Gail Wilensky is an economist and a senior fellow at Project HOPE, an international health education foundation. She serves as a trustee of the Combined Benefits Fund of the United Mineworkers of America and the National Opinion Research Center, is on the Board of Regents of the Uniformed Services University of the Health Sciences (USUHS) and the Visiting Committee of Harvard Medical and Dental Schools. She recently served as president of the Defense Health Board and chaired their Health care Subcommittee, was a commissioner on the World Health Organization’s Commission on the Social Determinants of Health and co-chaired the Dept. of Defense Task Force on the Future of Military Health Care.

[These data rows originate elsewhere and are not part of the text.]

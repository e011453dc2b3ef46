use crate::domain::authorization::{Authorization, AuthorizationChange, admit};
use crate::domain::ids::{AuthorizationId, CustomerId, LoanId, TransactionId};
use crate::domain::loan::{DuePayment, Loan, PaymentOverride};
use crate::domain::ports::{
    AuthorizationStore, LoanBook, PaymentOverrideStore, SettlementStore, TransactionStore,
};
use crate::domain::settlement::SettlementRecord;
use crate::domain::transaction::{AchTransaction, TransactionFilter};
use crate::error::{AutopayError, Result};
use async_trait::async_trait;
use chrono::NaiveDate;
use std::collections::HashMap;
use std::sync::Arc;
use tokio::sync::RwLock;

/// A thread-safe in-memory store for authorizations.
///
/// Multi-record changes run under a single write guard, so the sibling check
/// and the writes it leads to cannot interleave with another change.
#[derive(Default, Clone)]
pub struct InMemoryAuthorizationStore {
    authorizations: Arc<RwLock<HashMap<AuthorizationId, Authorization>>>,
}

impl InMemoryAuthorizationStore {
    pub fn new() -> Self {
        Self::default()
    }
}

fn sorted_by_creation(mut list: Vec<Authorization>) -> Vec<Authorization> {
    list.sort_by_key(|a| a.created_at);
    list
}

#[async_trait]
impl AuthorizationStore for InMemoryAuthorizationStore {
    async fn get(&self, id: AuthorizationId) -> Result<Option<Authorization>> {
        let authorizations = self.authorizations.read().await;
        Ok(authorizations.get(&id).cloned())
    }

    async fn for_customer(&self, customer_id: &CustomerId) -> Result<Vec<Authorization>> {
        let authorizations = self.authorizations.read().await;
        Ok(sorted_by_creation(
            authorizations
                .values()
                .filter(|a| a.customer_id == *customer_id)
                .cloned()
                .collect(),
        ))
    }

    async fn for_loan(&self, loan_id: &LoanId) -> Result<Vec<Authorization>> {
        let authorizations = self.authorizations.read().await;
        Ok(sorted_by_creation(
            authorizations
                .values()
                .filter(|a| a.loan_id.as_ref() == Some(loan_id))
                .cloned()
                .collect(),
        ))
    }

    async fn insert(&self, authorization: Authorization) -> Result<Authorization> {
        let mut authorizations = self.authorizations.write().await;
        if authorizations.contains_key(&authorization.id) {
            return Err(AutopayError::Conflict(format!(
                "Authorization {} already exists",
                authorization.id
            )));
        }
        let siblings = authorizations
            .values()
            .filter(|a| a.customer_id == authorization.customer_id)
            .cloned()
            .collect();
        let changed = admit(authorization, siblings)?;
        let inserted = changed[0].clone();
        for record in changed {
            authorizations.insert(record.id, record);
        }
        Ok(inserted)
    }

    async fn apply(
        &self,
        id: AuthorizationId,
        change: AuthorizationChange,
    ) -> Result<Authorization> {
        let mut authorizations = self.authorizations.write().await;
        let target = authorizations
            .get(&id)
            .cloned()
            .ok_or_else(|| AutopayError::NotFound(format!("Authorization {id}")))?;
        let siblings = authorizations
            .values()
            .filter(|a| a.customer_id == target.customer_id && a.id != id)
            .cloned()
            .collect();
        let changed = change.apply(target, siblings)?;
        let updated = changed[0].clone();
        for record in changed {
            authorizations.insert(record.id, record);
        }
        Ok(updated)
    }
}

/// A thread-safe in-memory store for ACH transactions.
#[derive(Default, Clone)]
pub struct InMemoryTransactionStore {
    transactions: Arc<RwLock<HashMap<TransactionId, AchTransaction>>>,
}

impl InMemoryTransactionStore {
    pub fn new() -> Self {
        Self::default()
    }
}

#[async_trait]
impl TransactionStore for InMemoryTransactionStore {
    async fn store(&self, mut txn: AchTransaction) -> Result<()> {
        let mut transactions = self.transactions.write().await;
        if let Some(existing) = transactions.get(&txn.id) {
            txn.notification_sent |= existing.notification_sent;
        }
        transactions.insert(txn.id, txn);
        Ok(())
    }

    async fn get(&self, id: TransactionId) -> Result<Option<AchTransaction>> {
        let transactions = self.transactions.read().await;
        Ok(transactions.get(&id).cloned())
    }

    async fn find_by_processor_id(&self, processor_id: &str) -> Result<Option<AchTransaction>> {
        let transactions = self.transactions.read().await;
        Ok(transactions
            .values()
            .find(|t| t.processor_transaction_id.as_deref() == Some(processor_id))
            .cloned())
    }

    async fn query(&self, filter: &TransactionFilter) -> Result<Vec<AchTransaction>> {
        let transactions = self.transactions.read().await;
        let mut matching: Vec<AchTransaction> = transactions
            .values()
            .filter(|t| filter.matches(t))
            .cloned()
            .collect();
        matching.sort_by_key(|t| (t.scheduled_date, t.created_at));
        Ok(matching)
    }

    async fn claim_notification(&self, id: TransactionId) -> Result<bool> {
        let mut transactions = self.transactions.write().await;
        let txn = transactions
            .get_mut(&id)
            .ok_or_else(|| AutopayError::NotFound(format!("Transaction {id}")))?;
        if txn.notification_sent {
            return Ok(false);
        }
        txn.notification_sent = true;
        Ok(true)
    }
}

/// A thread-safe in-memory ledger of settlement records, one per transaction.
#[derive(Default, Clone)]
pub struct InMemorySettlementStore {
    settlements: Arc<RwLock<HashMap<TransactionId, SettlementRecord>>>,
}

impl InMemorySettlementStore {
    pub fn new() -> Self {
        Self::default()
    }

    pub async fn all(&self) -> Vec<SettlementRecord> {
        self.settlements.read().await.values().cloned().collect()
    }
}

#[async_trait]
impl SettlementStore for InMemorySettlementStore {
    async fn insert_if_absent(&self, record: SettlementRecord) -> Result<(SettlementRecord, bool)> {
        let mut settlements = self.settlements.write().await;
        if let Some(existing) = settlements.get(&record.transaction_id) {
            return Ok((existing.clone(), false));
        }
        settlements.insert(record.transaction_id, record.clone());
        Ok((record, true))
    }
}

#[derive(Debug, Clone)]
struct LoanEntry {
    loan: Loan,
    schedule: Vec<DuePayment>,
}

/// Loan book snapshot held in memory, typically loaded from CSV.
#[derive(Default, Clone)]
pub struct InMemoryLoanBook {
    loans: Arc<RwLock<HashMap<LoanId, LoanEntry>>>,
}

impl InMemoryLoanBook {
    pub fn new() -> Self {
        Self::default()
    }

    /// Adds the loan, or replaces its owner and override while keeping the
    /// repayment schedule already known.
    pub async fn upsert_loan(&self, loan: Loan) {
        let mut loans = self.loans.write().await;
        match loans.get_mut(&loan.id) {
            Some(entry) => entry.loan = loan,
            None => {
                loans.insert(
                    loan.id.clone(),
                    LoanEntry {
                        loan,
                        schedule: Vec::new(),
                    },
                );
            }
        }
    }

    pub async fn add_instalment(&self, id: &LoanId, payment: DuePayment) -> Result<()> {
        let mut loans = self.loans.write().await;
        let entry = loans
            .get_mut(id)
            .ok_or_else(|| AutopayError::NotFound(format!("Loan {id}")))?;
        entry.schedule.push(payment);
        entry.schedule.sort_by_key(|p| p.due_date);
        Ok(())
    }
}

#[async_trait]
impl LoanBook for InMemoryLoanBook {
    async fn active_loans(&self) -> Result<Vec<Loan>> {
        let loans = self.loans.read().await;
        let mut active: Vec<Loan> = loans.values().map(|e| e.loan.clone()).collect();
        active.sort_by(|a, b| a.id.cmp(&b.id));
        Ok(active)
    }

    async fn get(&self, id: &LoanId) -> Result<Option<Loan>> {
        let loans = self.loans.read().await;
        Ok(loans.get(id).map(|e| e.loan.clone()))
    }

    async fn loans_for_customer(&self, customer_id: &CustomerId) -> Result<Vec<Loan>> {
        let mut owned: Vec<Loan> = self
            .active_loans()
            .await?
            .into_iter()
            .filter(|l| l.customer_id == *customer_id)
            .collect();
        owned.sort_by(|a, b| a.id.cmp(&b.id));
        Ok(owned)
    }

    async fn next_due_payment(&self, id: &LoanId, from: NaiveDate) -> Result<Option<DuePayment>> {
        let loans = self.loans.read().await;
        Ok(loans
            .get(id)
            .and_then(|e| e.schedule.iter().find(|p| p.due_date >= from).copied()))
    }
}

/// Loan payment overrides held in memory for the life of the process.
#[derive(Default, Clone)]
pub struct InMemoryPaymentOverrideStore {
    overrides: Arc<RwLock<HashMap<LoanId, PaymentOverride>>>,
}

impl InMemoryPaymentOverrideStore {
    pub fn new() -> Self {
        Self::default()
    }
}

#[async_trait]
impl PaymentOverrideStore for InMemoryPaymentOverrideStore {
    async fn find(&self, loan_id: &LoanId) -> Result<Option<PaymentOverride>> {
        let overrides = self.overrides.read().await;
        Ok(overrides.get(loan_id).cloned())
    }

    async fn save(&self, entry: PaymentOverride) -> Result<()> {
        let mut overrides = self.overrides.write().await;
        overrides.insert(entry.loan_id.clone(), entry);
        Ok(())
    }
}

She is an elected member of the Institute of Medicine and has served two terms on its governing council. She is a former chair of the board of directors of Academy Health, a former trustee of the American Heart Association and a current or former director of numerous other non-profit organizations. She is also a director on several corporate boards. From 1990-1992, she was Administrator of the Health Care Financing Administration (now known as CMS), directing the Medicare and Medicaid programs. She also served as Deputy Assistant to President (GHW) Bush for Policy Development, advising him on health and welfare issues from 1992-1993.

From 1997-2001, she chaired the Medicare Payment Advisory Commission, which advises Congress on payment and other issues relating to Medicare and previously chaired one of its predecessor commissions, the Physician Payment Review Commission. From 2001 to 2003, she co-chaired the President’s Task Force to Improve Health Care Delivery for Our Nation’s Veterans and in 2007, served as a Commissioner on the President’s Commission on Care for America’s Returning Wounded Warriors (Dole/Shalala Commission).

Dr. Wilensky testifies frequently before Congressional committees, serves as an advisor to members of Congress and other elected officials, speaks nationally and internationally before professional, business and consumer groups. She received a bachelor’s degree in psychology and a Ph.D. in economics at the University of Michigan and has received several honorary degrees.

Michael Singer

Michael Singer is the CEO of BrainScope.